The exiled Jews were saved (Chapter 14)

God preserved his own, allowing them to be led away by Nebuchadnezzar, a relatively benign ruler compared with Assyria. He later spared them to end their exile through Darius, about 10 years before Babylon was crushed.

The news later reached Judea, as prophesied by Isaiah. They stood aghast at the news that the great city that had once hosted them had fallen.

Their cry will resound again at the end of the this age, “How has the oppressor ceased, how has the golden city fallen”. In Revelation, the spirit of Babylon is used to describe the end-time, last world empire and the swansong of the golden image, with the words, “Babylon is fallen, is fallen”.

The prophesy against Babylon has a dark side. The king of Babylon for all his power was evidently lifted up and felt invincible. Don’t they all.

He is then called, in some interpretations, “Lucifer”. It should read “Day-Star” or “Morning Star”. Venus, the bright star of morning, was originally called Lucifer or angel of light by the Catholic church and that is how the name got to be used in Isaiah 14:12.

Pharaoh once also called himself "the morning and evening star". It was an accolade assumed by supreme rulers and it effectively led to the fall of Babylon.

We will see later, that for a while God favored Babylon and even restored Nebuchadnezzar, but the king then assumed a God-like status and that did not go well with him.

The presumption of divine rights by kings continued right up to the fall of Charles I. The age of the God-Kings had started and it would continue into the Medo-Persian kingdom, to be arrested in its time by Alexander the Great.

The prophesy has long since been an overlay, a picture into the rebellion before God’s throne and the events that led to a third of the angels turning away from Zion to foment the sin and corruption that poured from Satan’s dark heart.

It uses powerful language in verses 9-11, to show how hell opened up to receive the fallen of Babylon: as a metaphor for the banishment of Satan. That is repeated in verse 15, “thou shalt be brought down to hell, to the sides of the pit”.

The intervening verses tell us why. He lifted himself against the throne of God. He sought to be as God. It is rightful that Babylon was the location, for the tower of Babel once built had similar aspirations and reveals the mystery of ages that sought and still seeks, to usurp the throne of God.

The fall is described in terrible detail, hauntingly reducing Satan to one of us, in verse 10. The last estate of Satan on this earth will see him driven out of the heavens and forced to occupy a human frame by possession of Antichrist: so that he may ultimately bear the judgment of all men.

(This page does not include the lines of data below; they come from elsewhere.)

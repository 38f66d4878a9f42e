pub mod error;
pub mod handlers;
pub mod models;
pub mod notifications;
pub mod price_calculator;
pub mod repository;
pub mod service;

pub use error::*;
pub use handlers::*;
pub use models::*;
pub use notifications::*;
pub use price_calculator::*;
pub use repository::*;
pub use service::*;
// WhatsApp assistant conversations, the inbound webhook and abandoned-chat follow-ups

pub mod error;
pub mod handlers;
pub mod models;
pub mod repository;
pub mod scheduler;
pub mod service;
pub mod webhook;

pub use error::*;
pub use handlers::*;
pub use models::*;
pub use repository::*;
pub use scheduler::*;
pub use service::*;
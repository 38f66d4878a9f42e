use uuid::Uuid;

use crate::customers::{CreateCustomer, Customer, CustomerRepository, UpdateCustomer};
use crate::error::ApiError;
use crate::phone;

/// Service for customer business logic
#[derive(Clone)]
pub struct CustomerService {
    repo: CustomerRepository,
}

impl CustomerService {
    pub fn new(repo: CustomerRepository) -> Self {
        Self { repo }
    }

    /// Registers a customer; the phone may not already exist for the restaurant under any spelling
    pub async fn create(&self, request: CreateCustomer) -> Result<Customer, ApiError> {
        if let Some(existing) = self.find_by_phone(request.restaurant_id, &request.phone).await? {
            return Err(ApiError::Conflict {
                message: format!(
                    "Phone {} is already registered to customer {}",
                    request.phone, existing.id
                ),
            });
        }

        let customer = self
            .repo
            .create(
                request.restaurant_id,
                request.name.trim(),
                &phone::normalize(&request.phone),
                request.email.as_deref(),
                request.address.as_deref(),
                request.notes.as_deref(),
            )
            .await
            .map_err(|e| {
                if crate::db::is_foreign_key_violation(&e) {
                    ApiError::BadRequest("Referenced restaurant does not exist".to_string())
                } else {
                    ApiError::DatabaseError(e)
                }
            })?;

        tracing::info!("Created customer {} for restaurant {}", customer.id, customer.restaurant_id);
        Ok(customer)
    }

    pub async fn list(&self, restaurant_id: Uuid, phone: Option<&str>) -> Result<Vec<Customer>, ApiError> {
        match phone {
            Some(phone) => Ok(self
                .find_by_phone(restaurant_id, phone)
                .await?
                .into_iter()
                .collect()),
            None => Ok(self.repo.find_by_restaurant(restaurant_id).await?),
        }
    }

    pub async fn find_one(&self, id: Uuid) -> Result<Customer, ApiError> {
        self.repo
            .find_by_id(id)
            .await?
            .ok_or_else(|| ApiError::not_found("Customer", id))
    }

    /// Finds a customer by any spelling of the phone number
    pub async fn find_by_phone(&self, restaurant_id: Uuid, raw_phone: &str) -> Result<Option<Customer>, ApiError> {
        let variants = phone::variants(raw_phone);
        if variants.is_empty() {
            return Ok(None);
        }
        tracing::debug!("Looking up customer by phone variants {:?}", variants);
        Ok(self.repo.find_by_phone_variants(restaurant_id, &variants).await?)
    }

    /// Returns the customer for the phone, registering a new one when none matches
    pub async fn find_or_create_by_phone(
        &self,
        restaurant_id: Uuid,
        name: Option<&str>,
        raw_phone: &str,
    ) -> Result<Customer, ApiError> {
        if let Some(customer) = self.find_by_phone(restaurant_id, raw_phone).await? {
            return Ok(customer);
        }

        let name = name
            .map(str::trim)
            .filter(|n| !n.is_empty())
            .unwrap_or("Cliente");
        let customer = self
            .repo
            .create(restaurant_id, name, &phone::normalize(raw_phone), None, None, None)
            .await?;
        tracing::info!("Registered customer {} from phone {}", customer.id, customer.phone);
        Ok(customer)
    }

    pub async fn update(&self, id: Uuid, mut request: UpdateCustomer) -> Result<Customer, ApiError> {
        let mut customer = self.find_one(id).await?;

        if let Some(new_phone) = request.phone.take() {
            if let Some(other) = self.find_by_phone(customer.restaurant_id, &new_phone).await? {
                if other.id != customer.id {
                    return Err(ApiError::Conflict {
                        message: format!("Phone {} is already registered to customer {}", new_phone, other.id),
                    });
                }
            }
            request.phone = Some(phone::normalize(&new_phone));
        }

        request.apply_to(&mut customer);
        Ok(self.repo.update(&customer).await?)
    }

    pub async fn remove(&self, id: Uuid) -> Result<(), ApiError> {
        if !self.repo.delete(id).await? {
            return Err(ApiError::not_found("Customer", id));
        }
        tracing::info!("Deleted customer {}", id);
        Ok(())
    }
}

The ultimate blasphemy is thus foreseen in Satan assuming the throne of the last God-king, then falling in the debris of the last great empire, as Jesus the true Bright and Morning Star rises against him (2 Peter 1:19 and Revelation 2:28). This is a truly messianic prophecy. 

That fall is graphically portrayed in verses 19-32. Verses 24, 26, 27 confirm that it is an irrevocable decree of God. It will surely happen and the greater Babylon, the dark mystery of the ages, will climax and then fall in the ultimate standoff of the ages.

Verse 31 concludes, echoing the Psalmist. God has the nations in derision. Isaiah shouted, “Howl, O gate; cry, O city; thou, whole Palestina”.

But the contrast to all that is in verse 32: a promise held out for his people: “What shall one then answer the messengers of the nation? That the LORD hath founded Zion”. Glory to God.